OMO Bill Auction Deepens Liquidity Crunch In Nigeria’s Financial System

Liquidity conditions in Nigeria’s financial system deteriorated sharply following a major Open Market Operations (OMO) bills auction settlement, as limited inflows failed to cushion the impact of the Central Bank of Nigeria’s aggressive liquidity mop-up.

The CBN on Tuesday sold ₦2.64 trillion worth of OMO bills to deposit money banks and foreign portfolio investors, significantly tightening money market conditions and pushing system liquidity into negative territory for the first time this year.

The substantial outflow triggered a spike in short-term funding costs, with interbank rates climbing as market participants scrambled for liquidity. This development came amid an already cautious market environment, further exacerbated by the absence of sizable inflows to offset the settlement impact.

Market data showed that system liquidity opened the day at a deficit of ₦973.90 billion, representing a dramatic swing from the previous surplus position of ₦3.77 trillion—a net decline of ₦4.74 trillion.

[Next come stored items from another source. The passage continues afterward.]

// Copyright (c) 2025 Geoffrey Huntley <ghuntley@ghuntley.com>. All rights reserved.
// SPDX-License-Identifier: Proprietary

//! Browser-style key/value storage and the tier built on it.
//!
//! The memory and session tiers use separate [`MemoryStorage`] instances.
//! The local tier uses [`FileStorage`], a JSON map on disk.
//!
//! ```
//! use artlee_credentials::{CredentialSet, CredentialTier, StorageTier, TenantScope};
//!
//! let tier = StorageTier::memory();
//! let scope = TenantScope::new("artlee", "user-1").resolve().unwrap();
//! tokio_test::block_on(async {
//! 	let creds = CredentialSet::default().with_call_agent_id("agent_1");
//! 	tier.set(&scope, &creds).await.unwrap();
//! 	let stored = tier.get(&scope).await.unwrap().unwrap();
//! 	assert_eq!(stored.call_agent_id.as_deref(), Some("agent_1"));
//! });
//! ```

use std::collections::HashMap;
use std::path::PathBuf;
use std::sync::Arc;

use async_trait::async_trait;
use tokio::fs;
use tokio::io::AsyncWriteExt;
use tokio::sync::{Mutex, RwLock};
use tracing::{debug, warn};

use super::CredentialTier;
use crate::error::TierError;
use crate::model::{CredentialSet, PersistedCredentialSet, TierKind};
use crate::tenant::ResolvedScope;

/// `getItem` / `setItem` / `removeItem` over string keys and values.
#[async_trait]
pub trait KeyValueStorage: Send + Sync + std::fmt::Debug {
	async fn get_item(&self, key: &str) -> Result<Option<String>, TierError>;
	async fn set_item(&self, key: &str, value: &str) -> Result<(), TierError>;
	async fn remove_item(&self, key: &str) -> Result<(), TierError>;
}

#[derive(Debug, Default)]
pub struct MemoryStorage {
	items: RwLock<HashMap<String, String>>,
}

impl MemoryStorage {
	pub fn new() -> Self {
		Self::default()
	}
}

#[async_trait]
impl KeyValueStorage for MemoryStorage {
	async fn get_item(&self, key: &str) -> Result<Option<String>, TierError> {
		Ok(self.items.read().await.get(key).cloned())
	}

	async fn set_item(&self, key: &str, value: &str) -> Result<(), TierError> {
		self
			.items
			.write()
			.await
			.insert(key.to_string(), value.to_string());
		Ok(())
	}

	async fn remove_item(&self, key: &str) -> Result<(), TierError> {
		self.items.write().await.remove(key);
		Ok(())
	}
}

/// JSON map on disk, restricted to the owner (0600 on Unix).
#[derive(Debug)]
pub struct FileStorage {
	path: PathBuf,
	write_lock: Mutex<()>,
}

impl FileStorage {
	pub fn new(path: impl Into<PathBuf>) -> Self {
		Self {
			path: path.into(),
			write_lock: Mutex::new(()),
		}
	}

	async fn read_map(&self) -> Result<HashMap<String, String>, TierError> {
		if !fs::try_exists(&self.path).await? {
			return Ok(HashMap::new());
		}
		let contents = fs::read_to_string(&self.path).await?;
		if contents.trim().is_empty() {
			return Ok(HashMap::new());
		}
		Ok(serde_json::from_str(&contents)?)
	}

	async fn write_map(&self, map: &HashMap<String, String>) -> Result<(), TierError> {
		if let Some(parent) = self.path.parent() {
			fs::create_dir_all(parent).await?;
		}

		let contents = serde_json::to_string_pretty(map)?;

		let temp_path = self.path.with_extension("tmp");
		let mut file = fs::File::create(&temp_path).await?;
		file.write_all(contents.as_bytes()).await?;
		file.sync_all().await?;
		drop(file);

		#[cfg(unix)]
		{
			use std::os::unix::fs::PermissionsExt;
			let perms = std::fs::Permissions::from_mode(0o600);
			if let Err(e) = std::fs::set_permissions(&temp_path, perms) {
				warn!(path = ?temp_path, error = %e, "failed to set local storage permissions to 0600");
			}
		}

		fs::rename(&temp_path, &self.path).await?;

		debug!(path = ?self.path, "local storage written");
		Ok(())
	}
}

#[async_trait]
impl KeyValueStorage for FileStorage {
	async fn get_item(&self, key: &str) -> Result<Option<String>, TierError> {
		Ok(self.read_map().await?.remove(key))
	}

	async fn set_item(&self, key: &str, value: &str) -> Result<(), TierError> {
		let _guard = self.write_lock.lock().await;
		let mut map = self.read_map().await?;
		map.insert(key.to_string(), value.to_string());
		self.write_map(&map).await
	}

	async fn remove_item(&self, key: &str) -> Result<(), TierError> {
		let _guard = self.write_lock.lock().await;
		let mut map = self.read_map().await?;
		if map.remove(key).is_some() {
			self.write_map(&map).await?;
		}
		Ok(())
	}
}

/// A [`CredentialTier`] over a [`KeyValueStorage`], keyed per user.
///
/// `set` is a read-merge-write against the storage. Clones share one update
/// lock, so concurrent partial saves through the same tier never drop each
/// other's fields.
#[derive(Debug, Clone)]
pub struct StorageTier {
	kind: TierKind,
	storage: Arc<dyn KeyValueStorage>,
	update_lock: Arc<Mutex<()>>,
}

impl StorageTier {
	pub fn new(kind: TierKind, storage: Arc<dyn KeyValueStorage>) -> Self {
		Self {
			kind,
			storage,
			update_lock: Arc::new(Mutex::new(())),
		}
	}

	/// A tier of any kind backed by its own [`MemoryStorage`].
	pub fn in_memory(kind: TierKind) -> Self {
		Self::new(kind, Arc::new(MemoryStorage::new()))
	}

	pub fn memory() -> Self {
		Self::in_memory(TierKind::Memory)
	}

	pub fn session() -> Self {
		Self::in_memory(TierKind::Session)
	}

	pub fn local(path: impl Into<PathBuf>) -> Self {
		Self::new(TierKind::Local, Arc::new(FileStorage::new(path)))
	}

	/// Drop this user's entry.
	pub async fn clear(&self, scope: &ResolvedScope) -> Result<(), TierError> {
		let _guard = self.update_lock.lock().await;
		self.storage.remove_item(&scope.storage_key()).await
	}

	async fn read(&self, key: &str) -> Result<Option<CredentialSet>, TierError> {
		let Some(raw) = self.storage.get_item(key).await? else {
			return Ok(None);
		};
		let persisted: PersistedCredentialSet = serde_json::from_str(&raw)?;
		let creds = CredentialSet::from(persisted);
		Ok((!creds.is_empty()).then_some(creds))
	}
}

#[async_trait]
impl CredentialTier for StorageTier {
	fn kind(&self) -> TierKind {
		self.kind
	}

	async fn get(&self, scope: &ResolvedScope) -> Result<Option<CredentialSet>, TierError> {
		self.read(&scope.storage_key()).await
	}

	async fn set(&self, scope: &ResolvedScope, credentials: &CredentialSet) -> Result<(), TierError> {
		let key = scope.storage_key();
		let _guard = self.update_lock.lock().await;
		let mut merged = credentials.clone();
		if let Some(existing) = self.read(&key).await? {
			merged.merge_missing(&existing);
		}
		let raw = serde_json::to_string(&PersistedCredentialSet::from(&merged))?;
		self.storage.set_item(&key, &raw).await
	}
}
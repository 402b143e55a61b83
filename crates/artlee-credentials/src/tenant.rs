// Copyright (c) 2025 Geoffrey Huntley <ghuntley@ghuntley.com>. All rights reserved.
// SPDX-License-Identifier: Proprietary

//! Tenant scoping.

use std::fmt::{self, Debug};

use serde::{Deserialize, Serialize};

/// Supplies the active tenant. No I/O; consulted before every cloud call.
pub trait TenantResolver: Send + Sync + Debug {
	fn current_tenant(&self) -> String;
}

/// Resolver backed by the configured tenant id.
#[derive(Debug, Clone)]
pub struct StaticTenantResolver {
	tenant_id: String,
}

impl StaticTenantResolver {
	pub fn new(tenant_id: impl Into<String>) -> Self {
		Self {
			tenant_id: tenant_id.into(),
		}
	}
}

impl TenantResolver for StaticTenantResolver {
	fn current_tenant(&self) -> String {
		self.tenant_id.clone()
	}
}

/// A (tenant, user) pair as supplied by the caller. The user may be missing
/// before sign-in completes.
#[derive(Debug, Clone, PartialEq, Eq, Hash, Serialize, Deserialize)]
#[serde(rename_all = "camelCase")]
pub struct TenantScope {
	pub tenant_id: String,
	pub user_id: Option<String>,
}

impl TenantScope {
	pub fn new(tenant_id: impl Into<String>, user_id: impl Into<String>) -> Self {
		Self {
			tenant_id: tenant_id.into(),
			user_id: Some(user_id.into()),
		}
	}

	pub fn anonymous(tenant_id: impl Into<String>) -> Self {
		Self {
			tenant_id: tenant_id.into(),
			user_id: None,
		}
	}

	/// Validated form, or `None` when either half is missing or blank.
	pub fn resolve(&self) -> Option<ResolvedScope> {
		let tenant_id = self.tenant_id.trim();
		let user_id = self.user_id.as_deref().map(str::trim)?;
		if tenant_id.is_empty() || user_id.is_empty() {
			return None;
		}
		Some(ResolvedScope {
			tenant_id: tenant_id.to_string(),
			user_id: user_id.to_string(),
		})
	}
}

/// Scope with both halves present. Every tier receives one of these.
#[derive(Debug, Clone, PartialEq, Eq, Hash)]
pub struct ResolvedScope {
	pub tenant_id: String,
	pub user_id: String,
}

impl ResolvedScope {
	/// Per-user key for browser-style storage tiers.
	pub fn storage_key(&self) -> String {
		format!("artlee:retell:{}:{}", self.tenant_id, self.user_id)
	}
}

impl fmt::Display for ResolvedScope {
	fn fmt(&self, f: &mut fmt::Formatter<'_>) -> fmt::Result {
		write!(f, "{}/{}", self.tenant_id, self.user_id)
	}
}

#[cfg(test)]
mod tests {
	use super::*;

	#[test]
	fn resolve_requires_user() {
		assert!(TenantScope::anonymous("artlee").resolve().is_none());
		assert!(TenantScope::new("artlee", "  ").resolve().is_none());
		assert!(TenantScope::new("", "user-1").resolve().is_none());
	}

	#[test]
	fn storage_key_includes_tenant_and_user() {
		let scope = TenantScope::new("artlee", "user-1").resolve().unwrap();
		assert_eq!(scope.storage_key(), "artlee:retell:artlee:user-1");
		assert_eq!(scope.to_string(), "artlee/user-1");
	}

	#[test]
	fn static_resolver_returns_configured_tenant() {
		assert_eq!(StaticTenantResolver::new("artlee").current_tenant(), "artlee");
	}
}
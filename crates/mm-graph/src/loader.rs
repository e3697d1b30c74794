//! Travel-corridor dataset loader.
//!
//! # File format
//!
//! One corridor (road, metro line, bus route) per line, comma-delimited,
//! whitespace around fields ignored, no header row.  Two layouts exist:
//!
//! ```text
//! Corridor:     Name, Lon, Lat, Lon, Lat, ..., Lon, Lat, Name1, Name2
//! RoadNetwork:  Name, Lon, Lat, Lon, Lat, ..., Lon, Lat
//! ```
//!
//! In the `RoadNetwork` layout the final coordinate pair is a dangling
//! artefact of the export and is dropped.
//!
//! Each consecutive pair of coordinates on a line becomes one undirected
//! segment of the dataset's [`Mode`].  Coordinates shared with nodes created
//! by earlier lines or earlier datasets are merged into the same node.
//!
//! # Failure policy
//!
//! - A record whose coordinate fields are not numbers is skipped (logged at
//!   `warn`) and counted in [`DatasetStats::skipped_lines`].
//! - [`load_datasets`] skips a file that cannot be opened and carries on
//!   with the rest; the graph simply has less coverage.

use std::fs::File;
use std::io::Read;
use std::path::{Path, PathBuf};

use csv::{ReaderBuilder, StringRecord, Trim};

use mm_core::{Coordinate, Mode};

use crate::network::GraphBuilder;
use crate::{GraphError, GraphResult};

// ── Dataset description ───────────────────────────────────────────────────────

/// Column layout of a dataset file.
#[derive(Copy, Clone, Debug, PartialEq, Eq)]
pub enum DatasetLayout {
    /// `Name, coords…, Name1, Name2`
    Corridor,
    /// `Name, coords…` with a dangling final pair.
    RoadNetwork,
}

/// One dataset file to ingest.
#[derive(Clone, Debug, PartialEq)]
pub struct DatasetSpec {
    pub path:   PathBuf,
    pub mode:   Mode,
    pub layout: DatasetLayout,
}

impl DatasetSpec {
    pub fn new(path: impl Into<PathBuf>, mode: Mode, layout: DatasetLayout) -> Self {
        Self { path: path.into(), mode, layout }
    }

    /// Road network file, travelled by car.
    pub fn road(path: impl Into<PathBuf>) -> Self {
        Self::new(path, Mode::Car, DatasetLayout::RoadNetwork)
    }

    pub fn metro(path: impl Into<PathBuf>) -> Self {
        Self::new(path, Mode::Metro, DatasetLayout::Corridor)
    }

    pub fn uttara_bus(path: impl Into<PathBuf>) -> Self {
        Self::new(path, Mode::UttaraBus, DatasetLayout::Corridor)
    }

    pub fn bikolpo_bus(path: impl Into<PathBuf>) -> Self {
        Self::new(path, Mode::BikolpoBus, DatasetLayout::Corridor)
    }

    /// The conventional description of a dataset of `mode`: roads use the
    /// `RoadNetwork` layout, every other corridor the `Corridor` layout.
    pub fn for_mode(path: impl Into<PathBuf>, mode: Mode) -> Self {
        let layout = match mode {
            Mode::Car => DatasetLayout::RoadNetwork,
            _         => DatasetLayout::Corridor,
        };
        Self::new(path, mode, layout)
    }
}

// ── Results ───────────────────────────────────────────────────────────────────

/// Counters for one ingested dataset.
#[derive(Clone, Debug, Default, PartialEq, Eq)]
pub struct DatasetStats {
    /// Records read, including skipped ones.
    pub lines:         usize,
    /// Undirected segments added.
    pub segments:      usize,
    /// New nodes created by this dataset.
    pub nodes_created: usize,
    /// Records dropped because a coordinate did not parse.
    pub skipped_lines: usize,
}

/// Outcome of [`load_datasets`].
#[derive(Debug, Default)]
pub struct LoadReport {
    /// Datasets ingested, with their counters.
    pub loaded:  Vec<(DatasetSpec, DatasetStats)>,
    /// Datasets that could not be read, with the reason.
    pub skipped: Vec<(DatasetSpec, GraphError)>,
}

impl LoadReport {
    /// `true` if at least one dataset was ingested.
    pub fn any_loaded(&self) -> bool {
        !self.loaded.is_empty()
    }
}

// ── Public API ────────────────────────────────────────────────────────────────

/// Ingest every dataset in order, skipping the ones that cannot be read.
pub fn load_datasets(builder: &mut GraphBuilder, specs: &[DatasetSpec]) -> LoadReport {
    let mut report = LoadReport::default();
    for spec in specs {
        match load_dataset(builder, spec) {
            Ok(stats) => {
                log::info!(
                    "loaded {} ({}): {} segments, {} new nodes",
                    spec.path.display(),
                    spec.mode.as_str(),
                    stats.segments,
                    stats.nodes_created,
                );
                report.loaded.push((spec.clone(), stats));
            }
            Err(e) => {
                log::warn!("skipping dataset: {e}");
                report.skipped.push((spec.clone(), e));
            }
        }
    }
    report
}

/// Ingest one dataset file.
///
/// # Errors
///
/// [`GraphError::DatasetUnavailable`] if the file cannot be opened; I/O
/// errors while reading propagate as [`GraphError::Csv`].
pub fn load_dataset(builder: &mut GraphBuilder, spec: &DatasetSpec) -> GraphResult<DatasetStats> {
    let file = open(&spec.path)?;
    load_dataset_reader(builder, file, spec.mode, spec.layout)
}

/// Like [`load_dataset`] but accepts any `Read` source.
pub fn load_dataset_reader<R: Read>(
    builder: &mut GraphBuilder,
    reader:  R,
    mode:    Mode,
    layout:  DatasetLayout,
) -> GraphResult<DatasetStats> {
    let mut csv_reader = ReaderBuilder::new()
        .has_headers(false)
        .flexible(true)
        .trim(Trim::All)
        .from_reader(reader);

    let nodes_before = builder.node_count();
    let mut stats = DatasetStats::default();

    for result in csv_reader.records() {
        stats.lines += 1;
        let record = match result {
            Ok(r) => r,
            Err(e) if e.is_io_error() => return Err(e.into()),
            Err(e) => {
                log::warn!("dataset record {} unreadable: {e}", stats.lines);
                stats.skipped_lines += 1;
                continue;
            }
        };

        let coords = match polyline(&record, layout) {
            Ok(c) => c,
            Err(field) => {
                log::warn!(
                    "dataset record {} ({:?}): bad coordinate {field:?}, line skipped",
                    stats.lines,
                    record.get(0).unwrap_or(""),
                );
                stats.skipped_lines += 1;
                continue;
            }
        };

        for pair in coords.windows(2) {
            let a = builder.get_or_create_node(pair[0]);
            let b = builder.get_or_create_node(pair[1]);
            builder.add_segment(a, b, mode);
            stats.segments += 1;
        }
    }

    stats.nodes_created = builder.node_count() - nodes_before;
    Ok(stats)
}

// ── Helpers ───────────────────────────────────────────────────────────────────

fn open(path: &Path) -> GraphResult<File> {
    File::open(path).map_err(|source| GraphError::DatasetUnavailable {
        path: path.to_path_buf(),
        source,
    })
}

/// Extract the coordinate sequence of one record.  Returns the offending
/// field on a parse failure.
fn polyline(record: &StringRecord, layout: DatasetLayout) -> Result<Vec<Coordinate>, String> {
    let fields: Vec<&str> = record.iter().collect();

    let coord_fields: &[&str] = match layout {
        DatasetLayout::Corridor if fields.len() >= 3 => &fields[1..fields.len() - 2],
        DatasetLayout::RoadNetwork if !fields.is_empty() => &fields[1..],
        _ => &[],
    };

    let mut coords = coord_fields
        .chunks_exact(2)
        .map(|pair| Ok(Coordinate::new(number(pair[0])?, number(pair[1])?)))
        .collect::<Result<Vec<_>, String>>()?;

    if layout == DatasetLayout::RoadNetwork {
        coords.pop();
    }
    Ok(coords)
}

fn number(field: &str) -> Result<f64, String> {
    field.parse::<f64>().map_err(|_| field.to_owned())
}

Analysts at AIICO Capital Limited attributed the sharp contraction primarily to the OMO auction settlement, alongside ₦400 billion in borrowings at the Central Bank’s Standing Lending Facility (SLF). These outflows outweighed ₦1.48 trillion placed by commercial banks at the Standing Deposit Facility (SDF), as well as a ₦91.34 billion coupon inflow from the January 2042 Federal Government bond.

The tightening liquidity conditions spilled into the Treasury bills market on Wednesday, where the Debt Management Office raised ₦1.06 trillion from an offer size of ₦1.15 trillion. Market participants now expect further pressure on liquidity levels in the absence of supportive inflows.

Funding costs reflected the strain. By the close of trading on Wednesday, the average money market rate rose by 4 basis points to 22.65%, according to data from FMDQ. While the Open Repo Rate (OPR) remained unchanged at 22.50%, the Overnight Rate (OVN) increased sharply by 9 basis points to 22.80%, highlighting heightened short-term borrowing demand.

Despite the current tightness, AIICO Capital projects some relief in the coming days, supported by anticipated inflows from maturing instruments. These include ₦1.20 trillion from the January 22, 2026 bond maturity and ₦725.19 billion from Nigerian Treasury bills maturities, which are expected to partially offset the liquidity drain caused by midweek auction settlements.

The evolving liquidity landscape underscores the CBN’s continued commitment to monetary tightening, even as market participants adjust to higher funding costs and more restrictive financial conditions.